Agence France-Presse reported that the news agency’s chief photographer in Kabul, Shah Marai, was among those killed.

AFP said Marai died in the second blast which targeted a group of journalists who had rushed to the scene of the earlier suicide attack in the capital.

A local media watchdog, the Afghan Journalists Safety Committee, said eight Afghan journalists were killed and six were wounded.

Sediqullah Tawhidi, an official from the committee, said a cameraman form the local Tolo TV also was among those killed.

Afghanistan
Security forces run from the site of a suicide attack after the second bombing in Kabul (Massoud Hossaini/AP)

Police officer Jan Agha said all the journalists died in the second blast, which also wounded two police officers.

The suicide attacks took place in the central Shash Darak area, which is home to the Nato headquarters and a number of embassies in Afghanistan.

The second was meant to hit those rushing to the scene of the attack to help the victims of the first blast.

Afghanistan
A wounded woman is helped at the site of the explosions (Massoud Hossaini/AP)

Kabul chief of police Dawood Amin said the area of Kabul that was targeted, which includes many foreign offices, was quickly sealed off.

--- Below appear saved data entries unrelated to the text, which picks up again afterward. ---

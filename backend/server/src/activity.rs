use catalog::{
    Vocabulary,
    notifications::{Notification, NotificationTitle},
};
use chrono::Utc;
use tracing::{info, warn};

use crate::{
    store::{Store, new_id},
    templates::{Subject, render},
};

/// Writes the notification for an action that already succeeded.
///
/// A failed write is logged and dropped; the action itself stands.
pub async fn record(
    store: &dyn Store,
    sender_id: &str,
    title: NotificationTitle,
    subject: Option<Subject<'_>>,
) -> Option<Notification> {
    let notification = Notification {
        id: new_id(),
        recipient_id: None,
        sender_id: sender_id.to_string(),
        kind: title.kind(),
        title,
        message: render(title, subject),
        read: false,
        created_at: Utc::now(),
    };

    match store.insert_notification(&notification).await {
        Ok(()) => {
            info!("{} by {sender_id}", title.as_str());
            Some(notification)
        }
        Err(e) => {
            warn!("Failed to record \"{}\" notification: {e}", title.as_str());
            None
        }
    }
}

#[cfg(test)]
mod tests {
    use catalog::notifications::NotificationKind;

    use super::*;
    use crate::{memory::MemoryStore, store::NotificationQuery};

    #[tokio::test]
    async fn test_record_persists_unread() {
        let store = MemoryStore::new();

        let recorded = record(&store, "sender", NotificationTitle::SectionUpdated, None)
            .await
            .unwrap();
        assert_eq!(recorded.kind, NotificationKind::Section);
        assert!(!recorded.read);
        assert_eq!(recorded.recipient_id, None);

        let (items, total) = store
            .list_notifications(&NotificationQuery::default())
            .await
            .unwrap();
        assert_eq!(total, 1);
        assert_eq!(items[0], recorded);
        assert_eq!(store.count_unread().await.unwrap(), 1);
    }
}
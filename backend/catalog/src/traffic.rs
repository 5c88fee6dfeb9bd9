use chrono::{DateTime, Datelike, Months, NaiveDate, NaiveTime, TimeZone, Utc};
use serde::{Deserialize, Serialize};

/// One storefront page view.
#[derive(Debug, Clone, PartialEq, Serialize, Deserialize)]
#[serde(rename_all = "camelCase")]
pub struct Visit {
    #[serde(rename = "_id")]
    pub id: String,
    #[serde(with = "crate::timestamp")]
    pub visited_at: DateTime<Utc>,
}

/// A calendar month, `YYYY-MM`.
#[derive(Debug, Clone, Copy, PartialEq, Eq)]
pub struct Month {
    first_day: NaiveDate,
}

impl Month {
    pub fn containing(at: DateTime<Utc>) -> Self {
        Self {
            first_day: at.date_naive().with_day(1).unwrap_or(at.date_naive()),
        }
    }

    pub fn parse(raw: &str) -> Option<Self> {
        NaiveDate::parse_from_str(&format!("{raw}-01"), "%Y-%m-%d")
            .ok()
            .filter(|_| raw.len() == 7)
            .map(|first_day| Self { first_day })
    }

    pub fn previous(&self) -> Self {
        Self {
            first_day: self
                .first_day
                .checked_sub_months(Months::new(1))
                .unwrap_or(self.first_day),
        }
    }

    /// Half-open `[start, end)` instant range covering the month.
    pub fn range(&self) -> (DateTime<Utc>, DateTime<Utc>) {
        let next = self
            .first_day
            .checked_add_months(Months::new(1))
            .unwrap_or(self.first_day);

        (midnight(self.first_day), midnight(next))
    }

    pub fn label(&self) -> String {
        self.first_day.format("%Y-%m").to_string()
    }
}

fn midnight(day: NaiveDate) -> DateTime<Utc> {
    Utc.from_utc_datetime(&day.and_time(NaiveTime::MIN))
}
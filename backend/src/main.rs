use std::process::ExitCode;

use tracing::error;

#[tokio::main]
async fn main() -> ExitCode {
    match server::start_server().await {
        Ok(()) => ExitCode::SUCCESS,
        Err(e) => {
            error!("Server failed: {e}");
            ExitCode::FAILURE
        }
    }
}
//! HTTP handlers, one module per resource.
//!
//! Handlers read JSON bodies as raw [`axum::body::Bytes`] and run them through
//! the validators themselves, so a bad body is reported field by field in the
//! usual error envelope instead of axum's plain-text rejection.
use axum::response::IntoResponse;
use serde_json::json;

use crate::utils::ok;

pub mod auth;
pub mod images;
pub mod notifications;
pub mod products;
pub mod sections;
pub mod traffic;

pub async fn health() -> impl IntoResponse {
    ok(json!({ "status": "ok" }))
}
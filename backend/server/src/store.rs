//! # Store
//!
//! Document persistence behind one trait so handlers never see the driver.
//!
//! - [`crate::database::MongoStore`] is the production backend.
//! - [`crate::memory::MemoryStore`] keeps everything in process and backs the
//!   test-suite.
//!
//! Listing methods take the already validated query and return one page plus
//! the total number of matching documents. Pages are ordered newest first.
use async_trait::async_trait;
use catalog::{
    admins::{Admin, AdminStatus, Role},
    notifications::{Notification, NotificationKind},
    products::{Availability, ColorName, Product},
    sections::{Section, SectionSeed},
    traffic::Visit,
};
use chrono::{DateTime, Utc};
use mongodb::bson::oid::ObjectId;
use thiserror::Error;

pub type StoreResult<T> = Result<T, StoreError>;

#[derive(Error, Debug)]
pub enum StoreError {
    #[error("Database error: {0}")]
    Database(#[from] mongodb::error::Error),

    #[error("Duplicate value for {0}")]
    Duplicate(String),
}

/// Mints a new document identifier.
pub fn new_id() -> String {
    ObjectId::new().to_hex()
}

#[derive(Debug, Clone, Copy, PartialEq, Eq)]
pub struct Pagination {
    pub page: u64,
    pub limit: u64,
}

impl Default for Pagination {
    fn default() -> Self {
        Self { page: 1, limit: 10 }
    }
}

impl Pagination {
    pub fn skip(&self) -> u64 {
        self.page.saturating_sub(1).saturating_mul(self.limit)
    }

    pub fn total_pages(&self, total: u64) -> u64 {
        total.div_ceil(self.limit)
    }

    /// Cuts the current page out of an already filtered, ordered list.
    pub fn slice<T: Clone>(&self, items: &[T]) -> Vec<T> {
        items
            .iter()
            .skip(self.skip() as usize)
            .take(self.limit as usize)
            .cloned()
            .collect()
    }
}

#[derive(Debug, Clone, Default)]
pub struct ProductQuery {
    pub search: Option<String>,
    pub availability: Option<Availability>,
    pub color: Option<ColorName>,
    pub pagination: Pagination,
}

#[derive(Debug, Clone, Default)]
pub struct AdminQuery {
    pub search: Option<String>,
    pub role: Option<Role>,
    pub status: Option<AdminStatus>,
    pub pagination: Pagination,
}

#[derive(Debug, Clone, Default)]
pub struct NotificationQuery {
    pub kind: Option<NotificationKind>,
    pub read: Option<bool>,
    pub from: Option<DateTime<Utc>>,
    pub to: Option<DateTime<Utc>>,
    pub search: Option<String>,
    pub sender_id: Option<String>,
    pub pagination: Pagination,
}

#[async_trait]
pub trait Store: Send + Sync {
    async fn insert_product(&self, product: &Product) -> StoreResult<()>;
    async fn find_product(&self, id: &str) -> StoreResult<Option<Product>>;
    /// Products with the given ids, in the order of `ids`; unknown ids are skipped.
    async fn find_products(&self, ids: &[String]) -> StoreResult<Vec<Product>>;
    async fn list_products(&self, query: &ProductQuery) -> StoreResult<(Vec<Product>, u64)>;
    /// Returns false when no product with that id exists.
    async fn replace_product(&self, product: &Product) -> StoreResult<bool>;
    /// Deletes the product and pulls its id out of every section.
    async fn delete_product(&self, id: &str) -> StoreResult<Option<Product>>;

    /// Inserts the seeds whose name is not taken yet, returning how many were added.
    async fn seed_sections(&self, seeds: &[SectionSeed]) -> StoreResult<usize>;
    async fn list_sections(&self) -> StoreResult<Vec<Section>>;
    async fn find_section(&self, id: &str) -> StoreResult<Option<Section>>;
    async fn set_section_items(&self, id: &str, items: &[String]) -> StoreResult<Option<Section>>;
    async fn remove_section_item(
        &self,
        id: &str,
        product_id: &str,
    ) -> StoreResult<Option<Section>>;

    async fn insert_admin(&self, admin: &Admin) -> StoreResult<()>;
    async fn find_admin(&self, id: &str) -> StoreResult<Option<Admin>>;
    async fn find_admin_by_email(&self, email: &str) -> StoreResult<Option<Admin>>;
    async fn list_admins(&self, query: &AdminQuery) -> StoreResult<(Vec<Admin>, u64)>;
    async fn replace_admin(&self, admin: &Admin) -> StoreResult<bool>;

    async fn insert_notification(&self, notification: &Notification) -> StoreResult<()>;
    async fn list_notifications(
        &self,
        query: &NotificationQuery,
    ) -> StoreResult<(Vec<Notification>, u64)>;
    async fn count_unread(&self) -> StoreResult<u64>;
    async fn mark_notification_read(&self, id: &str) -> StoreResult<Option<Notification>>;
    async fn mark_all_read(&self) -> StoreResult<u64>;

    async fn record_visit(&self, visit: &Visit) -> StoreResult<()>;
    /// Visits in the half-open range `[from, to)`.
    async fn count_visits(&self, from: DateTime<Utc>, to: DateTime<Utc>) -> StoreResult<u64>;
}

#[cfg(test)]
mod tests {
    use super::*;

    #[test]
    fn test_pagination() {
        let page = Pagination { page: 3, limit: 4 };
        assert_eq!(page.skip(), 8);
        assert_eq!(page.total_pages(0), 0);
        assert_eq!(page.total_pages(8), 2);
        assert_eq!(page.total_pages(9), 3);

        let items: Vec<u32> = (0..10).collect();
        assert_eq!(page.slice(&items), vec![8, 9]);
        assert!(Pagination { page: 4, limit: 4 }.slice(&items).is_empty());

        let far = Pagination { page: u64::MAX, limit: 100 };
        assert_eq!(far.skip(), u64::MAX);
        assert!(far.slice(&items).is_empty());
    }

    #[test]
    fn test_new_id_shape() {
        let id = new_id();
        assert_eq!(id.len(), 24);
        assert!(id.chars().all(|c| c.is_ascii_hexdigit()));
        assert_ne!(id, new_id());
    }
}
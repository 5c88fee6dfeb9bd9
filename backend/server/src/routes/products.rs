use std::{collections::HashMap, sync::Arc};

use axum::{
    Extension,
    body::Bytes,
    extract::{Path, Query, State},
    response::IntoResponse,
};
use catalog::notifications::NotificationTitle;
use chrono::Utc;
use tracing::info;

use super::images::remove_upload;
use crate::{
    activity::record,
    auth::CurrentAdmin,
    error::AppError,
    state::AppState,
    store::new_id,
    templates::Subject,
    utils::{Paginated, created, ok, parse_body},
    validation::{
        product::{NewProduct, ProductPatch},
        query::product_query,
    },
};

pub fn product_not_found(id: &str) -> AppError {
    AppError::not_found("productId", format!("Product {id} not found"))
}

pub async fn list_products(
    State(state): State<Arc<AppState>>,
    Query(params): Query<HashMap<String, String>>,
) -> Result<impl IntoResponse, AppError> {
    let query = product_query(&params)?;
    let (items, total) = state.store.list_products(&query).await?;

    Ok(ok(Paginated::new(items, total, &query.pagination)))
}

pub async fn get_product(
    State(state): State<Arc<AppState>>,
    Path(product_id): Path<String>,
) -> Result<impl IntoResponse, AppError> {
    let product = state
        .store
        .find_product(&product_id)
        .await?
        .ok_or_else(|| product_not_found(&product_id))?;

    Ok(ok(product))
}

pub async fn create_product(
    State(state): State<Arc<AppState>>,
    Extension(CurrentAdmin(admin)): Extension<CurrentAdmin>,
    body: Bytes,
) -> Result<impl IntoResponse, AppError> {
    let input = NewProduct::parse(parse_body(&body)?)?;
    let product = input.into_product(new_id(), Utc::now());

    state.store.insert_product(&product).await?;
    info!("Product {} created by {}", product.id, admin.email);

    record(
        state.store.as_ref(),
        &admin.id,
        NotificationTitle::ProductAdded,
        Some(Subject::Product(&product)),
    )
    .await;

    Ok(created(product))
}

pub async fn update_product(
    State(state): State<Arc<AppState>>,
    Extension(CurrentAdmin(admin)): Extension<CurrentAdmin>,
    Path(product_id): Path<String>,
    body: Bytes,
) -> Result<impl IntoResponse, AppError> {
    let payload = parse_body(&body)?;
    let mut product = state
        .store
        .find_product(&product_id)
        .await?
        .ok_or_else(|| product_not_found(&product_id))?;

    ProductPatch::parse(payload, &product)?.apply(&mut product, Utc::now());

    if !state.store.replace_product(&product).await? {
        return Err(product_not_found(&product_id));
    }

    record(
        state.store.as_ref(),
        &admin.id,
        NotificationTitle::ProductUpdated,
        Some(Subject::Product(&product)),
    )
    .await;

    Ok(ok(product))
}

pub async fn delete_product(
    State(state): State<Arc<AppState>>,
    Extension(CurrentAdmin(admin)): Extension<CurrentAdmin>,
    Path(product_id): Path<String>,
) -> Result<impl IntoResponse, AppError> {
    let product = state
        .store
        .delete_product(&product_id)
        .await?
        .ok_or_else(|| product_not_found(&product_id))?;
    info!("Product {product_id} deleted by {}", admin.email);

    let images = &product.images;
    for path in [&images.front, &images.back, &images.side, &images.detail]
        .into_iter()
        .flatten()
    {
        remove_upload(&state.config.upload_dir, path).await;
    }

    record(
        state.store.as_ref(),
        &admin.id,
        NotificationTitle::ProductDeleted,
        Some(Subject::Product(&product)),
    )
    .await;

    Ok(ok(product))
}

In the Kandahar attack, an official said a suicide bomber targeted a Nato convoy in the district of Daman but killed 11 children from a religious school near the site of the blast.

Afghanistan
Afghan security personnel carry a victim after the second blast in Kabul (Rahmat Gul/AP)

Matiullah Helal, deputy spokesman for the provincial police chief, said 16 people were also wounded, including five Nato soldiers, nine civilians and two policemen. There was no immediate claim of responsibility for the Kandahar bombing and no comment from Nato.

The children from the madrasa had gathered around the convoy when the bomber struck, one witness said.

The local Islamic State group affiliate and the more firmly established Taliban carry out regular attacks around the country, with the Taliban usually targeting the government and security forces and IS targeting the Shiite minority.

Large-scale attacks by the two militant groups have also hit the Afghan capital. Both groups want to establish strict Islamic rule in Afghanistan.